The megaleg—or is it mega leg?—has appeared just once before, in pre-pandemic season 32. It’s functionally similar to the “keep racing!” legs where teams show up at the mat, only to have Phil Keoghan send them on their way.
Here, though, they were told immediately that they’d be facing two Detour challenges, two Roadblock challenges, and two cities.
Navigating the first city, Bologna, Italy, was absolutely a third challenge. Between stick shifts and directions, so many teams had issues—some comical, some frustrating, some both.
The first Detour was a choice between memorizing and navigating:
- Sitting through an eight-minute lecture and then identifying 16 bones, muscles, and organs in just 90 seconds,
- or delivering an 88-pound cheese wheel to a cutter and then a restaurant.
The first took place inside and outside of an anatomical theatre where “thousands of medical students boned up”—OH PHIL KEOGHAN I LOVE YOU.
The instructor administering the test outside was a human scare jump, yelling “STOP!” in a way that would have made me pee myself, which I know because I did that in my living room.
As if that wasn’t enough, when there were just two teams left, he faked out Rich and Dom—on their anniversary!—by reaching around them to hand a clue to Glenda and Lumumba first, before also handing them a clue. That sassy, scary man!
While a few teams really struggled—Linton and Sharik needed three tries to get it right—a few others strategically chose that task. Quinton and Mattie began the leg in the third group to leave, but pulled into fourth place, thanks to Mattie’s knowledge of anatomy from a college class.
Emily and Molly also did well, answering the questions right on their first try.
But it was Emily’s performance in the Roadblock that was most impressive: She burned through the task of adding wheels, brakes, and body panels to a Ducati motorcycle, and sent them into the second half of the megaleg in second place.
While Marcus and Mike arrived first, and Marcus actually owns the same bike (!), Mike did the Roadblock, because, as Marcus explained, he doesn’t tinker.
The cheese task presented some problems to those who struggled with navigation, but it was really the anatomy and bike tasks that seemed to present the biggest, uh, roadblocks for teams.
At the actual Roadblock, the holding area for the team member not doing the task was a fascinating mix of nerves, such as Derek pacing all around, and relaxation, like Dom meditating.

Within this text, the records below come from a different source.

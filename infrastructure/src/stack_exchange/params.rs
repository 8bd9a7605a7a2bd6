//! Query-string construction for Stack Exchange endpoints

use stackgate_domain::SearchFilters;

/// Response filter for questions and answers (includes bodies)
pub const POST_FILTER: &str = "!*MZqiDl8Y0c)yVzXS";

/// Response filter for comments (includes bodies)
pub const COMMENT_FILTER: &str = "!*Mg-gxeRLu";

pub type QueryParams = Vec<(&'static str, String)>;

/// Parameters for `/search/advanced`.
///
/// `min_score` has no upstream counterpart and is never sent.
pub fn search_params(filters: &SearchFilters) -> QueryParams {
    let mut params: QueryParams = vec![
        ("sort", filters.sort.as_str().to_string()),
        ("order", filters.order.as_str().to_string()),
        ("filter", POST_FILTER.to_string()),
        ("pagesize", filters.effective_page_size().to_string()),
    ];

    push_text(&mut params, "q", &filters.query);
    push_tags(&mut params, "tagged", &filters.tagged);
    push_tags(&mut params, "nottagged", &filters.not_tagged);
    push_text(&mut params, "title", &filters.title);
    push_text(&mut params, "body", &filters.body);
    push_text(&mut params, "url", &filters.url);
    push(&mut params, "answers", filters.min_answers);
    push(&mut params, "accepted", filters.accepted);
    push(&mut params, "views", filters.min_views);
    push(&mut params, "user", filters.user);
    push(&mut params, "closed", filters.closed);
    push(&mut params, "wiki", filters.wiki);
    push(&mut params, "migrated", filters.migrated);
    push(&mut params, "notice", filters.notice);
    push(&mut params, "fromdate", filters.from_date);
    push(&mut params, "todate", filters.to_date);

    params
}

/// Parameters for answer and comment listings, highest voted first
pub fn listing_params(filter: &'static str) -> QueryParams {
    vec![
        ("sort", "votes".to_string()),
        ("order", "desc".to_string()),
        ("filter", filter.to_string()),
    ]
}

/// Parameters for a direct question lookup
pub fn question_params() -> QueryParams {
    vec![("filter", POST_FILTER.to_string())]
}

fn push<T: ToString>(params: &mut QueryParams, key: &'static str, value: Option<T>) {
    if let Some(value) = value {
        params.push((key, value.to_string()));
    }
}

fn push_text(params: &mut QueryParams, key: &'static str, value: &Option<String>) {
    if let Some(text) = value.as_deref().map(str::trim).filter(|t| !t.is_empty()) {
        params.push((key, text.to_string()));
    }
}

fn push_tags(params: &mut QueryParams, key: &'static str, tags: &[String]) {
    let joined = tags
        .iter()
        .map(|t| t.trim())
        .filter(|t| !t.is_empty())
        .collect::<Vec<_>>()
        .join(";");
    if !joined.is_empty() {
        params.push((key, joined));
    }
}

While and Glenda and Lumumb started the leg in the very first group, alongside Marcus and Michael, they ended up as one of the last two teams heading into the second half of the megaleg, while Marcus and Michael maintained their lead.
So there was a lot of movement and a lot of struggle, and for me that’s really the best kind of Amazing Race leg, one that allows teams to pass each other even if they start at a deficit.